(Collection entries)
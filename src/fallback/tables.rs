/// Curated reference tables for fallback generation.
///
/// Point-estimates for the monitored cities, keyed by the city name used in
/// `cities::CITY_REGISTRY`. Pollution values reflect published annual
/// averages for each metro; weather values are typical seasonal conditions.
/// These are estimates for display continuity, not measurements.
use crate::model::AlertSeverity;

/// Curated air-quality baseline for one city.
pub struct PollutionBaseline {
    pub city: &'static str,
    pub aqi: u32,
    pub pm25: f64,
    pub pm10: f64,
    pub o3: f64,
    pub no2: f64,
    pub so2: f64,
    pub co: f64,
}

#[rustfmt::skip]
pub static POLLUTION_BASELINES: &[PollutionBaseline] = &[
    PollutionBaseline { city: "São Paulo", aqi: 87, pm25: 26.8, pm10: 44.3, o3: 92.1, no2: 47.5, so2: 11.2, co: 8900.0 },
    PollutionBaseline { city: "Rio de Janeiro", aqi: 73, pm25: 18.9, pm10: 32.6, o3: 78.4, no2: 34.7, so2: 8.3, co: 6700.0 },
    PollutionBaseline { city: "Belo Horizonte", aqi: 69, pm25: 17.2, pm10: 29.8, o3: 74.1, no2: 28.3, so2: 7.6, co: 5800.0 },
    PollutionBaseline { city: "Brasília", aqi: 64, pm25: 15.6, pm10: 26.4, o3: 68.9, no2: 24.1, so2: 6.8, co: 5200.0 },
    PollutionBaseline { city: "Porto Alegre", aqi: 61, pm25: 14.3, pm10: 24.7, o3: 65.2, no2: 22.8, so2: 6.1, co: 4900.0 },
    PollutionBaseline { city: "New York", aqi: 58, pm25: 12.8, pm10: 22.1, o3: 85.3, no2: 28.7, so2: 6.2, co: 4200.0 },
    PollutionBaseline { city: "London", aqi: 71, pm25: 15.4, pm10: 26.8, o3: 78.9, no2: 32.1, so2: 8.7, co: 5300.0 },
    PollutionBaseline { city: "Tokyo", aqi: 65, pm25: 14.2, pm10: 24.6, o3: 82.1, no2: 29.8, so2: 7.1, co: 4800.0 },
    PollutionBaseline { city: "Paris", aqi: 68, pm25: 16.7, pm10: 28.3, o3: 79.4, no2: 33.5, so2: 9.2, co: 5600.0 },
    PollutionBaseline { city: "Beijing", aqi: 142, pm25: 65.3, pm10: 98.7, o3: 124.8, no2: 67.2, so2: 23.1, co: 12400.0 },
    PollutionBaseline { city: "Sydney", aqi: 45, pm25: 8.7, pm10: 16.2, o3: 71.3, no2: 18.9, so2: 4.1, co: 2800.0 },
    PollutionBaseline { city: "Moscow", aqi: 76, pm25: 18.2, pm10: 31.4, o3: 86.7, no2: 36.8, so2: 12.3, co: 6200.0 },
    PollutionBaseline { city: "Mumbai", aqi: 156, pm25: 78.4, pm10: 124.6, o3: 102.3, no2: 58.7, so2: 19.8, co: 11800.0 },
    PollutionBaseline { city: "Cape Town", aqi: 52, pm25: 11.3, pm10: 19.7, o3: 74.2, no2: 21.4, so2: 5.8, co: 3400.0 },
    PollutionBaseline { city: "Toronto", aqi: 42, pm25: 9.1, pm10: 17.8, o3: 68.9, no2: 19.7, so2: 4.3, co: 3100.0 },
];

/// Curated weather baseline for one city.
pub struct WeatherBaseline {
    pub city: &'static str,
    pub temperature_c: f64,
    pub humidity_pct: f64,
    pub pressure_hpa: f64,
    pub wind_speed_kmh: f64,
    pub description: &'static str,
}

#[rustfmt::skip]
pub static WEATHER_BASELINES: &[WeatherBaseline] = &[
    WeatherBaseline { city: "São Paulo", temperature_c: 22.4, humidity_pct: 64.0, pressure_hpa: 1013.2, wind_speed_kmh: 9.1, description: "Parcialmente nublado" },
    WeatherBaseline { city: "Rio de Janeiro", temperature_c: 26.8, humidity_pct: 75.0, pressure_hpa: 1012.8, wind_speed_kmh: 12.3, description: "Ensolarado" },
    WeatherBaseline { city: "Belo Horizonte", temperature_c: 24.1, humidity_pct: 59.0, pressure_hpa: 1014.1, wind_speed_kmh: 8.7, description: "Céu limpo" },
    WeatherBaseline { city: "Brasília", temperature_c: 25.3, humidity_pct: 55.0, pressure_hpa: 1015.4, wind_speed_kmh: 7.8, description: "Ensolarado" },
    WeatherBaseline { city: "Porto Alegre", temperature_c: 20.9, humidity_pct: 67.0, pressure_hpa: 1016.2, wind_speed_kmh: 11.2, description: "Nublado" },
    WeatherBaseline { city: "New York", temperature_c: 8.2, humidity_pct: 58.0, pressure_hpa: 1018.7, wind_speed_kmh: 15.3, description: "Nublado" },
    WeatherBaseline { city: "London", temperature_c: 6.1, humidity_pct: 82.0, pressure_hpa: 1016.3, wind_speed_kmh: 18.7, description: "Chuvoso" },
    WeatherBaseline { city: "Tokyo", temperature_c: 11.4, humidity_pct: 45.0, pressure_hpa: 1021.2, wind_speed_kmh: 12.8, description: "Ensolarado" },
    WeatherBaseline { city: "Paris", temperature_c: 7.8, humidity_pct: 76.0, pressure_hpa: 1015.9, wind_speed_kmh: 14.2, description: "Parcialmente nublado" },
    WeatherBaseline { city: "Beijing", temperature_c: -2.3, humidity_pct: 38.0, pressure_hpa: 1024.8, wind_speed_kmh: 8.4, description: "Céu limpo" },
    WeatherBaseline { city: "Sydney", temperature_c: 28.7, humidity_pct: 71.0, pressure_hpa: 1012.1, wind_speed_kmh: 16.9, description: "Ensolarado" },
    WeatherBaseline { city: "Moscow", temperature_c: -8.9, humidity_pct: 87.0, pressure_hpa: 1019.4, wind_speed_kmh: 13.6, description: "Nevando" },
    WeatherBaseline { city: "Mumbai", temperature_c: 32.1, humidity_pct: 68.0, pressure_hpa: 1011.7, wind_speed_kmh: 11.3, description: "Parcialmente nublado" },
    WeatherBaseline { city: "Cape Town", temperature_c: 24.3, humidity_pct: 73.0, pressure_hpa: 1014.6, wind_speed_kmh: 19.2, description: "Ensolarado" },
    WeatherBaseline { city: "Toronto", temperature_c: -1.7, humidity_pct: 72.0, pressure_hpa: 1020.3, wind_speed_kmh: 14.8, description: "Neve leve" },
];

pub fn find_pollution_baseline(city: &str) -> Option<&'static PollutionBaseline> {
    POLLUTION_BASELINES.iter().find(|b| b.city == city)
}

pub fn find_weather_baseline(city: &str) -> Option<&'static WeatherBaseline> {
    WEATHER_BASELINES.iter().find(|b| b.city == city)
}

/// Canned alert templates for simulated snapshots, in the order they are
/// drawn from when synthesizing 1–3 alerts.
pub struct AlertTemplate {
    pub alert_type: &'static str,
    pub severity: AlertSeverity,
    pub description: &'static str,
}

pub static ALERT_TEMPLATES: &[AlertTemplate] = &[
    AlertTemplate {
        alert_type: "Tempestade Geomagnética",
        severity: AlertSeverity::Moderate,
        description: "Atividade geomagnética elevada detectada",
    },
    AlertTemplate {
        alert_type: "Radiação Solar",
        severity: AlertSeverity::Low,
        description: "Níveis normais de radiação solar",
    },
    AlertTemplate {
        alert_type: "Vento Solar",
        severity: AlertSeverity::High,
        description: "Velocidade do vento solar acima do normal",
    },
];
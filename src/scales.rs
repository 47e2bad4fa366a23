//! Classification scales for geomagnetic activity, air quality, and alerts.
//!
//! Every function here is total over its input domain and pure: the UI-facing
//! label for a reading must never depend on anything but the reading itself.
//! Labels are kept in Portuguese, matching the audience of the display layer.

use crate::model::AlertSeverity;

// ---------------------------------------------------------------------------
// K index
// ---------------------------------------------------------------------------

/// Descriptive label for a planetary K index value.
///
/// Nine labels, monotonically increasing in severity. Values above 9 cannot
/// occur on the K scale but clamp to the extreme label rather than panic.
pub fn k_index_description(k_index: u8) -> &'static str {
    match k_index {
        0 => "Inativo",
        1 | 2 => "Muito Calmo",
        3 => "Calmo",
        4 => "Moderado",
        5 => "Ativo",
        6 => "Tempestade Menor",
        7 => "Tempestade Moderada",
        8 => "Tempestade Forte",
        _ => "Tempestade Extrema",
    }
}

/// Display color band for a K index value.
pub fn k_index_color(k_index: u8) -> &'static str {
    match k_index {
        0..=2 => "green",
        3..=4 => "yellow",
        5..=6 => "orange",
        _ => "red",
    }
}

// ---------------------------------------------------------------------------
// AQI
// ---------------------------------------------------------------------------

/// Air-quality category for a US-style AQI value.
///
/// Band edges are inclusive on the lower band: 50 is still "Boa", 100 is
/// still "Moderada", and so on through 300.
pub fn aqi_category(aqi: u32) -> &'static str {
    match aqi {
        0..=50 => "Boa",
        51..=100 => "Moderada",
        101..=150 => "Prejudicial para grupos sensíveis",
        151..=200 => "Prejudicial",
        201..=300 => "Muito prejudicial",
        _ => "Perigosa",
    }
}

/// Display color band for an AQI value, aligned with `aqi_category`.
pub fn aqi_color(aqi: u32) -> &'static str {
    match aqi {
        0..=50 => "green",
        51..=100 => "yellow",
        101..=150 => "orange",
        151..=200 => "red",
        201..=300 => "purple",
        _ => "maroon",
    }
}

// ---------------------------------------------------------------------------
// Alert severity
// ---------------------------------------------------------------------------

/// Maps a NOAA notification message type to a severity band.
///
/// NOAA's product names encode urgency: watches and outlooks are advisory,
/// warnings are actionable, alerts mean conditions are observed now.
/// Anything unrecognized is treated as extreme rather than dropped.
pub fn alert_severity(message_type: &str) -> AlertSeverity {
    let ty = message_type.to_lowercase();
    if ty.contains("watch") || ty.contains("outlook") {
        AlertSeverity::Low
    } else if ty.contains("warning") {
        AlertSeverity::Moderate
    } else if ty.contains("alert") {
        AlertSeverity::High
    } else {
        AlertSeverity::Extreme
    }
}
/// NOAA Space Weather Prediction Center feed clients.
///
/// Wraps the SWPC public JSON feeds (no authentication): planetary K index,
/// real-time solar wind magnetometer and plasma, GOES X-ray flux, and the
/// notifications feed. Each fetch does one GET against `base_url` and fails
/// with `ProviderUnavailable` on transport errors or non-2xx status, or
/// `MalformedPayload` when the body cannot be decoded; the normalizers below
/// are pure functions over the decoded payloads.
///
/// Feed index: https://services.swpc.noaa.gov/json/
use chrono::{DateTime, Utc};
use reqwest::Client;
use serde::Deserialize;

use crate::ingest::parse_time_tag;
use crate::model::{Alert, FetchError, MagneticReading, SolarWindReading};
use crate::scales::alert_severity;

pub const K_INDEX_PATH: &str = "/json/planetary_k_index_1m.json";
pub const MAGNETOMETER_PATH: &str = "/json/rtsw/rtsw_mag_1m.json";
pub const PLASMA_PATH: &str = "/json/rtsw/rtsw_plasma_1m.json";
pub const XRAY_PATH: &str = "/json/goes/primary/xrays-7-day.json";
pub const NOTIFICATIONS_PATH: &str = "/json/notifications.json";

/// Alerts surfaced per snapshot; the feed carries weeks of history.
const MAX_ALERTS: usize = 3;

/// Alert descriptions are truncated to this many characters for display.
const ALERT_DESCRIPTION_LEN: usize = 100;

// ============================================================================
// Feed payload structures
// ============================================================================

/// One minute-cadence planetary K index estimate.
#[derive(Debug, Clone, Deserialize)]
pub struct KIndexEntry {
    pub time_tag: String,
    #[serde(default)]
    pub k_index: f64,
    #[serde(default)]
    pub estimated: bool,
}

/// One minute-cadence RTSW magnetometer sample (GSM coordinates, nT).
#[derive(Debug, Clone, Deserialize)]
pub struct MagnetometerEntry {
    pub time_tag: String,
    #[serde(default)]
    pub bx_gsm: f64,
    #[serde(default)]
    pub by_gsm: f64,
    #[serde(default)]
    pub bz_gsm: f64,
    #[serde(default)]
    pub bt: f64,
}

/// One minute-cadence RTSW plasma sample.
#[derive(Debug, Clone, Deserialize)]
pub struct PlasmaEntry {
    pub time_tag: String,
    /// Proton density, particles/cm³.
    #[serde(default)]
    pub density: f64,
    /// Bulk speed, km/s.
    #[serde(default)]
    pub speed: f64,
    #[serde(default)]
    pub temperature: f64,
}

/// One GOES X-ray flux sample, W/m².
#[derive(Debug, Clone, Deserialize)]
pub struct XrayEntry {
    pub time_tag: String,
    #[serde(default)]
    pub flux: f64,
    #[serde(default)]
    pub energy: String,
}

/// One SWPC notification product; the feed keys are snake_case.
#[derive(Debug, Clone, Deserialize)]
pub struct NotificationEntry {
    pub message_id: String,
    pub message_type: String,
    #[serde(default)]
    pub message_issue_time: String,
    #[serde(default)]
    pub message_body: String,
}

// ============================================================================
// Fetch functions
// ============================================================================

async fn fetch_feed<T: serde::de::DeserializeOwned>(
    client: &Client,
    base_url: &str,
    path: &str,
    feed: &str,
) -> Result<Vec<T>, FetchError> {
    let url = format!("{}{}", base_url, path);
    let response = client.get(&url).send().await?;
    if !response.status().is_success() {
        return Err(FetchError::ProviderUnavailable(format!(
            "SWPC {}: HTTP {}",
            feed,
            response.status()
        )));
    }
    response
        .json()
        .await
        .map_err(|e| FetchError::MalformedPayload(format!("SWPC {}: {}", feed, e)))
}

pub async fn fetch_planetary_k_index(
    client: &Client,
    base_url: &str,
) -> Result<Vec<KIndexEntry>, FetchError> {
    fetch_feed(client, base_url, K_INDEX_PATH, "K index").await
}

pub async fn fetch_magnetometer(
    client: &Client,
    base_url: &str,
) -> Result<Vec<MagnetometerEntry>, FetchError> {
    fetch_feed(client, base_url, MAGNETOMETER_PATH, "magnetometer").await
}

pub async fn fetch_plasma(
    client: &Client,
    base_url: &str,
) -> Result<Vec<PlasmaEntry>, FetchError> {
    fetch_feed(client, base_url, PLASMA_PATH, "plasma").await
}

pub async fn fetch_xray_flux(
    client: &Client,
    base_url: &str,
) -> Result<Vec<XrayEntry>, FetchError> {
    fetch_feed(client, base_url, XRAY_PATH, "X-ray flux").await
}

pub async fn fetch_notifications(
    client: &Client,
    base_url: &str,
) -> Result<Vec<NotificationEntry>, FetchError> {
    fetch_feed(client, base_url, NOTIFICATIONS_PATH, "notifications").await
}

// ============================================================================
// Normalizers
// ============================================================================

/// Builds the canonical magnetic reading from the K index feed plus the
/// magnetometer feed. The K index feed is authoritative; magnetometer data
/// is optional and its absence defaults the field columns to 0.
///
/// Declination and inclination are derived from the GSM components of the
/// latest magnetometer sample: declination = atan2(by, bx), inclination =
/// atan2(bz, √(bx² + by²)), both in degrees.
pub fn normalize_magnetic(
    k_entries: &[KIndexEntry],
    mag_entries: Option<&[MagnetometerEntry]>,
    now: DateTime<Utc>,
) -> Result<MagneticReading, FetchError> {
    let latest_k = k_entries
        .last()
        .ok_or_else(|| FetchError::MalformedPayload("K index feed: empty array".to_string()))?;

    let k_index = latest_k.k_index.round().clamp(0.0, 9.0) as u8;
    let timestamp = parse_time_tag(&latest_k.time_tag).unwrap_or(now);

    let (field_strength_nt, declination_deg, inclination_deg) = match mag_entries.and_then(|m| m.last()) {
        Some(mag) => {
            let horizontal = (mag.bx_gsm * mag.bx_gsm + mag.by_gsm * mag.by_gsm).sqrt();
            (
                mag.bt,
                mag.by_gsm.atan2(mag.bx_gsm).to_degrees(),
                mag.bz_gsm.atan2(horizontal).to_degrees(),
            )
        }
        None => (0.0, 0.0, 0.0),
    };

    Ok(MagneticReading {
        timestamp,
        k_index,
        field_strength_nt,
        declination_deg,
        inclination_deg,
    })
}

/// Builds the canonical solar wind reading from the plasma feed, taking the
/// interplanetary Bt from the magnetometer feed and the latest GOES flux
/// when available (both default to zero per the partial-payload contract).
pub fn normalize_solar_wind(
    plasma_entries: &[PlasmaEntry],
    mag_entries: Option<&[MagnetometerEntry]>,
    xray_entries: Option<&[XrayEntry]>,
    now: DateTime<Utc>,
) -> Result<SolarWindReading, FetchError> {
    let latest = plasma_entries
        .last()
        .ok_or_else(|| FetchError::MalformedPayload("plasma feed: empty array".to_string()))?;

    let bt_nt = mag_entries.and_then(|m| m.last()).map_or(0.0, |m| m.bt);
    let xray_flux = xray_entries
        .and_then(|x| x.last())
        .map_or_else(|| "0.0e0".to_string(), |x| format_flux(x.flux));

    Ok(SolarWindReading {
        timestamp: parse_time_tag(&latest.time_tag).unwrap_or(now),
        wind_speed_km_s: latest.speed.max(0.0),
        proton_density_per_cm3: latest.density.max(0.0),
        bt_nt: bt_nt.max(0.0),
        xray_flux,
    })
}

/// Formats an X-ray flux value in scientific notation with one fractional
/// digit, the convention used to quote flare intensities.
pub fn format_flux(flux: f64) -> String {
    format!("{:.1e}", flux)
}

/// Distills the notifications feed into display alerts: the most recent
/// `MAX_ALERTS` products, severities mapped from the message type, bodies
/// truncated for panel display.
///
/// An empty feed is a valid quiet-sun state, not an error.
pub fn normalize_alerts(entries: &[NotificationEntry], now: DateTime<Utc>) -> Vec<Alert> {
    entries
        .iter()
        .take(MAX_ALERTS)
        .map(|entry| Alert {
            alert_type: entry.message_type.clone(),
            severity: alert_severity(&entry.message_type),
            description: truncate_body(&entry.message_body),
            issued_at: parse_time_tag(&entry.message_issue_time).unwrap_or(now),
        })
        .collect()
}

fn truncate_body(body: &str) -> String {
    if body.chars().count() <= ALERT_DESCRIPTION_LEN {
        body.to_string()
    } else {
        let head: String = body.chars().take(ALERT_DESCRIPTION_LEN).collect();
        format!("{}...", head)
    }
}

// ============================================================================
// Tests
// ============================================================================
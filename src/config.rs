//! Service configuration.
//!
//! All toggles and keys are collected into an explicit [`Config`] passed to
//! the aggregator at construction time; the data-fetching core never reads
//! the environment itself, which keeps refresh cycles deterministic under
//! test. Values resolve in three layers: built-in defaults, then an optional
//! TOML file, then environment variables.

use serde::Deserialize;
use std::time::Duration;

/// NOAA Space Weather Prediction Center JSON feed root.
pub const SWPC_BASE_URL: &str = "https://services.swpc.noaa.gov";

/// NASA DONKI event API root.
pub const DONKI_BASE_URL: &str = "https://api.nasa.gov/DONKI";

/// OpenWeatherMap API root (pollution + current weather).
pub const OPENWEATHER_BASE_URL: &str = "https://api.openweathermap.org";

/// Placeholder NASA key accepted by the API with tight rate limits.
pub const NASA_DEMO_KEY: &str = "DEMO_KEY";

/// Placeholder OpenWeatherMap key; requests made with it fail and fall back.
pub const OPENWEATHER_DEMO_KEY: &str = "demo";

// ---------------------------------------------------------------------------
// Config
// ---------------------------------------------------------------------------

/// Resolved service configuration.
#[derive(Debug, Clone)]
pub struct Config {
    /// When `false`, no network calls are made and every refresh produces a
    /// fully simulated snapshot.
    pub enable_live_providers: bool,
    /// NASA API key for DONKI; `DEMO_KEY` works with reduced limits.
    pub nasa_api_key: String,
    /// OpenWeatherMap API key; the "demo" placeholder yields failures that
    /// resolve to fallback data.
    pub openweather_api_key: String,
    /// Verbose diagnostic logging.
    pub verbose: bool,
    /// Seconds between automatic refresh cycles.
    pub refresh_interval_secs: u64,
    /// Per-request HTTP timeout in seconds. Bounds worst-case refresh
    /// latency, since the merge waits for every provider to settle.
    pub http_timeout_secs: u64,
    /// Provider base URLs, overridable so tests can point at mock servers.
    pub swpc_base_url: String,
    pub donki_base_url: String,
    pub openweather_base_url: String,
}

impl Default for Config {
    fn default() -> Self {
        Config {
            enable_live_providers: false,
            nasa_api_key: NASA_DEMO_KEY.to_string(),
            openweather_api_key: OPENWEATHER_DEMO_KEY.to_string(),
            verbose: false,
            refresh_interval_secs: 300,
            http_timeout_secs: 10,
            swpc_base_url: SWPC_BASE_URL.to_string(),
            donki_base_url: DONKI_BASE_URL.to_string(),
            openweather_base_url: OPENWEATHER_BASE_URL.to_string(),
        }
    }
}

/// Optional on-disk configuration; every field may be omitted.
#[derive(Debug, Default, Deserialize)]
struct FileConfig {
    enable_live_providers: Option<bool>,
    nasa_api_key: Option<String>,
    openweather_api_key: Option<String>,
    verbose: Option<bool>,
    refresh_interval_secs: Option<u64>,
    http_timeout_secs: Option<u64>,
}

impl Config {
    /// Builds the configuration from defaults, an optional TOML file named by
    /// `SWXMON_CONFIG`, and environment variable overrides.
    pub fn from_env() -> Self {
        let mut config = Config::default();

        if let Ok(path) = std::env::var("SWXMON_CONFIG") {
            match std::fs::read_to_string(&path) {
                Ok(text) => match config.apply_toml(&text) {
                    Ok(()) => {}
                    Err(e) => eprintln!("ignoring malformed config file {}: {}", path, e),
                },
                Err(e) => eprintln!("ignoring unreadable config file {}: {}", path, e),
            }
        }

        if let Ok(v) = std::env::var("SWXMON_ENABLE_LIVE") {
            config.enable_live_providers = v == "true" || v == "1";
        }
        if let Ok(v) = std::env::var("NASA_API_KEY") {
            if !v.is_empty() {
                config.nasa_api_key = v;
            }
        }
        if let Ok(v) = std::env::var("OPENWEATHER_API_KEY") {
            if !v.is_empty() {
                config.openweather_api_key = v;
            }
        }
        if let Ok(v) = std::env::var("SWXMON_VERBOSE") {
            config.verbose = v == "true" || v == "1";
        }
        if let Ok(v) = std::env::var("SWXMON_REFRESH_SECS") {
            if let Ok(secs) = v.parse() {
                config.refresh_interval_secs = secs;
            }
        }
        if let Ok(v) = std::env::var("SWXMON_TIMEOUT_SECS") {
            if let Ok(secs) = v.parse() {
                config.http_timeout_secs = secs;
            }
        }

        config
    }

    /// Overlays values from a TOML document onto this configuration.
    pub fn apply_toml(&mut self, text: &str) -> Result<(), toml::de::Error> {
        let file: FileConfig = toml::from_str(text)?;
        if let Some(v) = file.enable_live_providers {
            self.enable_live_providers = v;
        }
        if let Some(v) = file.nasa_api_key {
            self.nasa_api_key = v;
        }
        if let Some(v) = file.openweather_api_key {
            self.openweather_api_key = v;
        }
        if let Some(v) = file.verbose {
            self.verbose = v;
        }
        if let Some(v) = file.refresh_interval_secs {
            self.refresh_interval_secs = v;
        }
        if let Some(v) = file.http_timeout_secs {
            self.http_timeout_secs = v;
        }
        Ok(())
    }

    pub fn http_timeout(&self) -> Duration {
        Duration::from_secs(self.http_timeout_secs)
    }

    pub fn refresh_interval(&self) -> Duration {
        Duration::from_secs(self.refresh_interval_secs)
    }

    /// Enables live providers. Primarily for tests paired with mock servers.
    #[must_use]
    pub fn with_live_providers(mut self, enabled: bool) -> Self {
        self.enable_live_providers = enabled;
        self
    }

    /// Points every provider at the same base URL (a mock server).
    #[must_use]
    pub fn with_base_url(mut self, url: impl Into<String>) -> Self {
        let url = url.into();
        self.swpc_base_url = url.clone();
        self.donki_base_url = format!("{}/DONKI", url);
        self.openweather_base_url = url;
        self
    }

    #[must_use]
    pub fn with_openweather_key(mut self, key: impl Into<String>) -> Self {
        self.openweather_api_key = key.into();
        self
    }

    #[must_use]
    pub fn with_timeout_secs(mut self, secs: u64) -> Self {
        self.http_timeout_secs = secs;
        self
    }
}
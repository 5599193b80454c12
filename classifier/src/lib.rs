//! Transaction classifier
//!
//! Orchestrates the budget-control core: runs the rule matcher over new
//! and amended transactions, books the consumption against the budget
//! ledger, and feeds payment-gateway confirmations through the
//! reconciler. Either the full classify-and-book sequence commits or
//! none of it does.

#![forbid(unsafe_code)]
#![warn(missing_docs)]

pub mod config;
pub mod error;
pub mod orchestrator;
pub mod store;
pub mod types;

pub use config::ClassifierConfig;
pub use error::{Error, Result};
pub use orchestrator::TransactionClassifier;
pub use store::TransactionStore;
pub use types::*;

*Requirement*.
Using the data above, restate word for word the lines from its opening line through the line that contains "8.3, co: 6700.0", and no more.

*Solved problem*.
filename src/fallback/tables.rs
/// Curated reference tables for fallback generation.
///
/// Point-estimates for the monitored cities, keyed by the city name used in
/// `cities::CITY_REGISTRY`. Pollution values reflect published annual
/// averages for each metro; weather values are typical seasonal conditions.
/// These are estimates for display continuity, not measurements.
use crate::model::AlertSeverity;

/// Curated air-quality baseline for one city.
pub struct PollutionBaseline {
    pub city: &'static str,
    pub aqi: u32,
    pub pm25: f64,
    pub pm10: f64,
    pub o3: f64,
    pub no2: f64,
    pub so2: f64,
    pub co: f64,
}

#[rustfmt::skip]
pub static POLLUTION_BASELINES: &[PollutionBaseline] = &[
    PollutionBaseline { city: "São Paulo", aqi: 87, pm25: 26.8, pm10: 44.3, o3: 92.1, no2: 47.5, so2: 11.2, co: 8900.0 },
    PollutionBaseline { city: "Rio de Janeiro", aqi: 73, pm25: 18.9, pm10: 32.6, o3: 78.4, no2: 34.7, so2: 8.3, co: 6700.0 },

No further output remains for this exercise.